▶ [Aim of the task]
Every line below between the one holding "filename src/projection.rs" and the one holding "3857 | 900913", inclusive, should be copied exactly, and no other line.

▶ [Dataset content]
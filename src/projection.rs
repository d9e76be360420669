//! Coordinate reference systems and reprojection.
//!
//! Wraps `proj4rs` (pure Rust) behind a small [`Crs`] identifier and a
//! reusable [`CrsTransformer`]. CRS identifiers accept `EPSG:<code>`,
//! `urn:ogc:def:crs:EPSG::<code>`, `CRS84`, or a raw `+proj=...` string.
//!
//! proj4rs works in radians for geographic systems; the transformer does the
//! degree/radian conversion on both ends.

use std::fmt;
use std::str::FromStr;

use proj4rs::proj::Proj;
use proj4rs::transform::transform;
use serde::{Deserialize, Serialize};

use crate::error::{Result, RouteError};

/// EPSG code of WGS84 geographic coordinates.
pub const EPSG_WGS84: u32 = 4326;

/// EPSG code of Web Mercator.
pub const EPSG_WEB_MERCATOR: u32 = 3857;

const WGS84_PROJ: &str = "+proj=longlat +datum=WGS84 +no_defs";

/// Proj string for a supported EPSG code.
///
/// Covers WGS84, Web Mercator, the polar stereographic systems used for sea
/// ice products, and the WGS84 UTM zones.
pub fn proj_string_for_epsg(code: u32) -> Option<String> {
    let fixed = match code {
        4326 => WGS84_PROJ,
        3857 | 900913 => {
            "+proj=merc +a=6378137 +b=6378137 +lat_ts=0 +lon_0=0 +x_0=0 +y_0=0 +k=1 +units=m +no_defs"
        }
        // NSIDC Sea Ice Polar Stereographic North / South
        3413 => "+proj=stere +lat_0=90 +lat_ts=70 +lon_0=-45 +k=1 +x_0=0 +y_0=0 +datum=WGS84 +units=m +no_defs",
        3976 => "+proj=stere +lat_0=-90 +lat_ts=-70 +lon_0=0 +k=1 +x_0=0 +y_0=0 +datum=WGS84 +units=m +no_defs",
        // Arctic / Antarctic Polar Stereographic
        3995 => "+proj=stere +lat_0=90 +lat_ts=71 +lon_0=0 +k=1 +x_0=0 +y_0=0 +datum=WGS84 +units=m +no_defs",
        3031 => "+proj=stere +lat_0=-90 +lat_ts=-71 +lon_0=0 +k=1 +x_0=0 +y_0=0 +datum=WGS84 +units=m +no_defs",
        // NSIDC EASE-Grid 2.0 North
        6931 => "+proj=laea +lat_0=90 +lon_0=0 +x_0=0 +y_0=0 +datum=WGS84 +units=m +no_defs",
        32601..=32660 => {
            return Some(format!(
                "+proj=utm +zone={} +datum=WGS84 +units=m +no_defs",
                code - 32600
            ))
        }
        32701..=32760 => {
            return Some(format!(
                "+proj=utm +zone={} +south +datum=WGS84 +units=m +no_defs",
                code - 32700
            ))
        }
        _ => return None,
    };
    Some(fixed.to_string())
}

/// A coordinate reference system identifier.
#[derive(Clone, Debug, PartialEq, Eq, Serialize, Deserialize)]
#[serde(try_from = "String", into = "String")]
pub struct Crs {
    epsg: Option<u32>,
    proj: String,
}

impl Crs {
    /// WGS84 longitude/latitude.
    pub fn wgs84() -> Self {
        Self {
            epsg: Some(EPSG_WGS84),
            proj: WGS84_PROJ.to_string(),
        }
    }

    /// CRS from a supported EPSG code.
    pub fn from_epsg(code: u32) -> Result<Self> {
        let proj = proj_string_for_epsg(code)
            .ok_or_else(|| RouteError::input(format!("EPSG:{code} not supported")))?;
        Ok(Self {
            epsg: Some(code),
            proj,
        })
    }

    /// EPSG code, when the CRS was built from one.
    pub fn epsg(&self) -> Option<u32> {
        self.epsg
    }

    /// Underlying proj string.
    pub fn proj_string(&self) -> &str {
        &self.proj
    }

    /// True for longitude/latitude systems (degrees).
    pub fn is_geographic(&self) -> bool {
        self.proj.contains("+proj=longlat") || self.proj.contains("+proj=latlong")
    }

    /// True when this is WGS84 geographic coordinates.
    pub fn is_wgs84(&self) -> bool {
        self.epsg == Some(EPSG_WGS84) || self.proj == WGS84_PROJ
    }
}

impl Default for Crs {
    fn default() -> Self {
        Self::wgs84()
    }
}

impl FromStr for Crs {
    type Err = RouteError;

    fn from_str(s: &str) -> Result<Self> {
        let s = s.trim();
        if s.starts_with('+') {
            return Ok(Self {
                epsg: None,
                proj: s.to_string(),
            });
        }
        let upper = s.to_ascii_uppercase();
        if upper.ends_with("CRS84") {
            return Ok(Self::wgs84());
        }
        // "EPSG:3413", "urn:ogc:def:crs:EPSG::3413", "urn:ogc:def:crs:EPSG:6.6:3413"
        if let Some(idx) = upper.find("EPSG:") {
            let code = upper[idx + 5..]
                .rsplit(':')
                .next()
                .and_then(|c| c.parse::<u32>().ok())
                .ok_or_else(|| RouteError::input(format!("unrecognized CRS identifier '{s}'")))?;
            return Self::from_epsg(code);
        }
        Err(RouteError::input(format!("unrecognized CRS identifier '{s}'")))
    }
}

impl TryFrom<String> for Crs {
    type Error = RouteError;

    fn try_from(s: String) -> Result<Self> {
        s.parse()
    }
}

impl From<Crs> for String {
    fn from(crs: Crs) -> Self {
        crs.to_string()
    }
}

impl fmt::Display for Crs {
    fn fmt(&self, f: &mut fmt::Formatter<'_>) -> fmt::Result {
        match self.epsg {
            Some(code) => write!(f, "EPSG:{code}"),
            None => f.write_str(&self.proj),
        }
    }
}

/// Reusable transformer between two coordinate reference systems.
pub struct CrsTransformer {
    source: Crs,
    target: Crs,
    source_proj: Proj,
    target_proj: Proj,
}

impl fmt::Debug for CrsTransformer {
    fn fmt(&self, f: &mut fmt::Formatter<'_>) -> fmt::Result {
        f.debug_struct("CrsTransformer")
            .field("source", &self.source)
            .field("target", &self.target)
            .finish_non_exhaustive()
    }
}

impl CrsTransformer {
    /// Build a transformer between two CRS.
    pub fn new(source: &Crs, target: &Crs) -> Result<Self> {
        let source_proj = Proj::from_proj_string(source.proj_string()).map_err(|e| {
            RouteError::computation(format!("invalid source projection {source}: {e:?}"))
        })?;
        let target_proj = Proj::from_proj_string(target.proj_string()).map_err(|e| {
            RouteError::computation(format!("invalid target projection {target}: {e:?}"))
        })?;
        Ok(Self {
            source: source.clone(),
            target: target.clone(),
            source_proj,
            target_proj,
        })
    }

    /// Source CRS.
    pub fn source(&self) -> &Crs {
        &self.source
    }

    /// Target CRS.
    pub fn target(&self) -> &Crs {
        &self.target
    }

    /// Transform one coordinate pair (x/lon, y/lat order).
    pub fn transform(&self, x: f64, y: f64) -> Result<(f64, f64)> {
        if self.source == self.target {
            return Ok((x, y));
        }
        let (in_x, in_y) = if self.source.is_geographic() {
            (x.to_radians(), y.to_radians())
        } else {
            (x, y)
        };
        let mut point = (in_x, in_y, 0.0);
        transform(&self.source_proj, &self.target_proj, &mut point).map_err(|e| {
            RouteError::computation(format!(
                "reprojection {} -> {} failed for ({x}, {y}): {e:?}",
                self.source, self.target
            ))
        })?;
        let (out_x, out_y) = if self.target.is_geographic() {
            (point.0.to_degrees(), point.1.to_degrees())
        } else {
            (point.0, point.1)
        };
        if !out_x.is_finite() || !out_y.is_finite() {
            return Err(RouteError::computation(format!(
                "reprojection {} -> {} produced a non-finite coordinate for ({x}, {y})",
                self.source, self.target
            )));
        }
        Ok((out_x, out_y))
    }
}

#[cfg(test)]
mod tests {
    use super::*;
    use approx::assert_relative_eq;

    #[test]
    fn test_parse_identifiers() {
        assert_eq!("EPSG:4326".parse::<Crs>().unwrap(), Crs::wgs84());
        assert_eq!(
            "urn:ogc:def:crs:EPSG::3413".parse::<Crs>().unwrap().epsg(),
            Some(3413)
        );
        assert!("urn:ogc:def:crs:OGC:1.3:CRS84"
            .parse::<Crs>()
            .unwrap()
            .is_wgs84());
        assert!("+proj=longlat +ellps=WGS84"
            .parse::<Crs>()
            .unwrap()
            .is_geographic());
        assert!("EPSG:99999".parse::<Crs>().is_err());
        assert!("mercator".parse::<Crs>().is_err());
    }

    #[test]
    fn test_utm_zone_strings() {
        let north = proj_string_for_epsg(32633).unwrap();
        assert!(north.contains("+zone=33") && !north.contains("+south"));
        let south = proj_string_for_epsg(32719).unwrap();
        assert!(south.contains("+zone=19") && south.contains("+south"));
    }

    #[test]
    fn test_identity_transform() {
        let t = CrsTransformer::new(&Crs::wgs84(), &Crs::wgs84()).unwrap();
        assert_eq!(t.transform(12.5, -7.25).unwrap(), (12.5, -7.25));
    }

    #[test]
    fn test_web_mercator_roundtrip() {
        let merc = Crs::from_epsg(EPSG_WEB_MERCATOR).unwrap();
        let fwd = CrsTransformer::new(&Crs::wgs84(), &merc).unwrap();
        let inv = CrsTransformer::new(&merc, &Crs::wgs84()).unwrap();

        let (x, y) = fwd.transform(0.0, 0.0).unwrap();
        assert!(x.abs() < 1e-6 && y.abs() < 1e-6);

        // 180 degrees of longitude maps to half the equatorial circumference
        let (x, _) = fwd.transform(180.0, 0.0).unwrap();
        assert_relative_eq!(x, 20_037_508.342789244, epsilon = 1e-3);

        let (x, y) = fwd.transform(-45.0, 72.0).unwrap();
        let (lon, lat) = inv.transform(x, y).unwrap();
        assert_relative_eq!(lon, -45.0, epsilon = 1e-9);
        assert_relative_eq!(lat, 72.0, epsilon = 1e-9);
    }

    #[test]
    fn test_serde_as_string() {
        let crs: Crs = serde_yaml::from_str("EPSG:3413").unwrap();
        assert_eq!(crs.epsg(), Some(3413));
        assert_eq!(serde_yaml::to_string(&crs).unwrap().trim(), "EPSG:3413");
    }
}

---

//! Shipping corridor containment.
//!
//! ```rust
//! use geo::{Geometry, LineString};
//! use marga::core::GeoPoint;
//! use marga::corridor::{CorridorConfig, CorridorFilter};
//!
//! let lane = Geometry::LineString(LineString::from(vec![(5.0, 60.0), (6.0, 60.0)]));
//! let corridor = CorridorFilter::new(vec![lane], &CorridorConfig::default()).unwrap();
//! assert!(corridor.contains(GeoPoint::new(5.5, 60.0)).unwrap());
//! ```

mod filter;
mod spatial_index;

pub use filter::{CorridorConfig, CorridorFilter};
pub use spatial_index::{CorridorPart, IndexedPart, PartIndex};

▶ [Response to this task]
filename src/projection.rs
repository d9e76be360420669
//! Coordinate reference systems and reprojection.
//!
//! Wraps `proj4rs` (pure Rust) behind a small [`Crs`] identifier and a
//! reusable [`CrsTransformer`]. CRS identifiers accept `EPSG:<code>`,
//! `urn:ogc:def:crs:EPSG::<code>`, `CRS84`, or a raw `+proj=...` string.
//!
//! proj4rs works in radians for geographic systems; the transformer does the
//! degree/radian conversion on both ends.

use std::fmt;
use std::str::FromStr;

use proj4rs::proj::Proj;
use proj4rs::transform::transform;
use serde::{Deserialize, Serialize};

use crate::error::{Result, RouteError};

/// EPSG code of WGS84 geographic coordinates.
pub const EPSG_WGS84: u32 = 4326;

/// EPSG code of Web Mercator.
pub const EPSG_WEB_MERCATOR: u32 = 3857;

const WGS84_PROJ: &str = "+proj=longlat +datum=WGS84 +no_defs";

/// Proj string for a supported EPSG code.
///
/// Covers WGS84, Web Mercator, the polar stereographic systems used for sea
/// ice products, and the WGS84 UTM zones.
pub fn proj_string_for_epsg(code: u32) -> Option<String> {
    let fixed = match code {
        4326 => WGS84_PROJ,
        3857 | 900913 => {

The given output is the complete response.